PROBLEM TO SOLVE: Please take the records that follow and repeat exactly the lines starting with the line with "must use [Self::add_acceleration_i]." and going on through the line with "an inertial acceleration, in m/s^2.".

(Collected data entries)
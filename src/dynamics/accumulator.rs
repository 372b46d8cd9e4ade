/*
    Nyx, blazing fast astrodynamics
    Copyright (C) 2018-onwards Christopher Rabotin <christopher.rabotin@gmail.com>

    This program is free software: you can redistribute it and/or modify
    it under the terms of the GNU Affero General Public License as published
    by the Free Software Foundation, either version 3 of the License, or
    (at your option) any later version.

    This program is distributed in the hope that it will be useful,
    but WITHOUT ANY WARRANTY; without even the implied warranty of
    MERCHANTABILITY or FITNESS FOR A PARTICULAR PURPOSE.  See the
    GNU Affero General Public License for more details.

    You should have received a copy of the GNU Affero General Public License
    along with this program.  If not, see <https://www.gnu.org/licenses/>.
*/

use super::{DynamicsError, InvalidMassSnafu};
use crate::cosmic::frames::rotate_from_frame;
use crate::linalg::{UnitQuaternion, Vector3};

/// Sum of every acceleration contribution applied to a spacecraft during the current step, in the inertial frame.
///
/// Contributions are plain vector additions, so the order in which the disturbance models
/// contribute has no effect on the net acceleration.
#[derive(Copy, Clone, Debug, Default, PartialEq)]
pub struct ForceAccumulator {
    acceleration_i: Vector3<f64>,
}

impl ForceAccumulator {
    pub fn new() -> Self {
        Self::default()
    }

    /// Replaces the accumulated acceleration.
    ///
    /// Reserved to the propagation strategies which seed the buffer; disturbance models must use [Self::add_acceleration_i].
    pub fn set_acceleration_i(&mut self, acceleration_i_m_s2: Vector3<f64>) {
        self.acceleration_i = acceleration_i_m_s2;
    }

    /// Adds an inertial acceleration, in m/s^2.
    pub fn add_acceleration_i(&mut self, acceleration_i_m_s2: Vector3<f64>) {
        self.acceleration_i += acceleration_i_m_s2;
    }

    /// Adds an inertial force, in N, applied to a spacecraft of the provided mass.
    pub fn add_force_i(
        &mut self,
        force_i_n: Vector3<f64>,
        mass_kg: f64,
    ) -> Result<(), DynamicsError> {
        check_mass(mass_kg)?;
        self.acceleration_i += force_i_n / mass_kg;
        Ok(())
    }

    /// Adds a force expressed in the body frame, in N, applied to a spacecraft of the provided mass and attitude.
    pub fn add_force_b(
        &mut self,
        force_b_n: Vector3<f64>,
        q_i2b: &UnitQuaternion<f64>,
        mass_kg: f64,
    ) -> Result<(), DynamicsError> {
        self.add_force_i(rotate_from_frame(q_i2b, &force_b_n), mass_kg)
    }

    /// Net accumulated inertial acceleration, in m/s^2.
    pub fn acceleration_i(&self) -> Vector3<f64> {
        self.acceleration_i
    }

    pub fn is_zero(&self) -> bool {
        self.acceleration_i == Vector3::zeros()
    }

    /// Returns the accumulated contributions and leaves this accumulator empty.
    pub fn take(&mut self) -> Self {
        std::mem::take(self)
    }

    pub fn clear(&mut self) {
        self.acceleration_i = Vector3::zeros();
    }
}

fn check_mass(mass_kg: f64) -> Result<(), DynamicsError> {
    if mass_kg.is_finite() && mass_kg > 0.0 {
        Ok(())
    } else {
        error!("refusing to apply a force to a spacecraft of {mass_kg} kg");
        InvalidMassSnafu { mass_kg }.fail()
    }
}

ANSWER BOX:
    /// Reserved to the propagation strategies which seed the buffer; disturbance models must use [Self::add_acceleration_i].
    pub fn set_acceleration_i(&mut self, acceleration_i_m_s2: Vector3<f64>) {
        self.acceleration_i = acceleration_i_m_s2;
    }

    /// Adds an inertial acceleration, in m/s^2.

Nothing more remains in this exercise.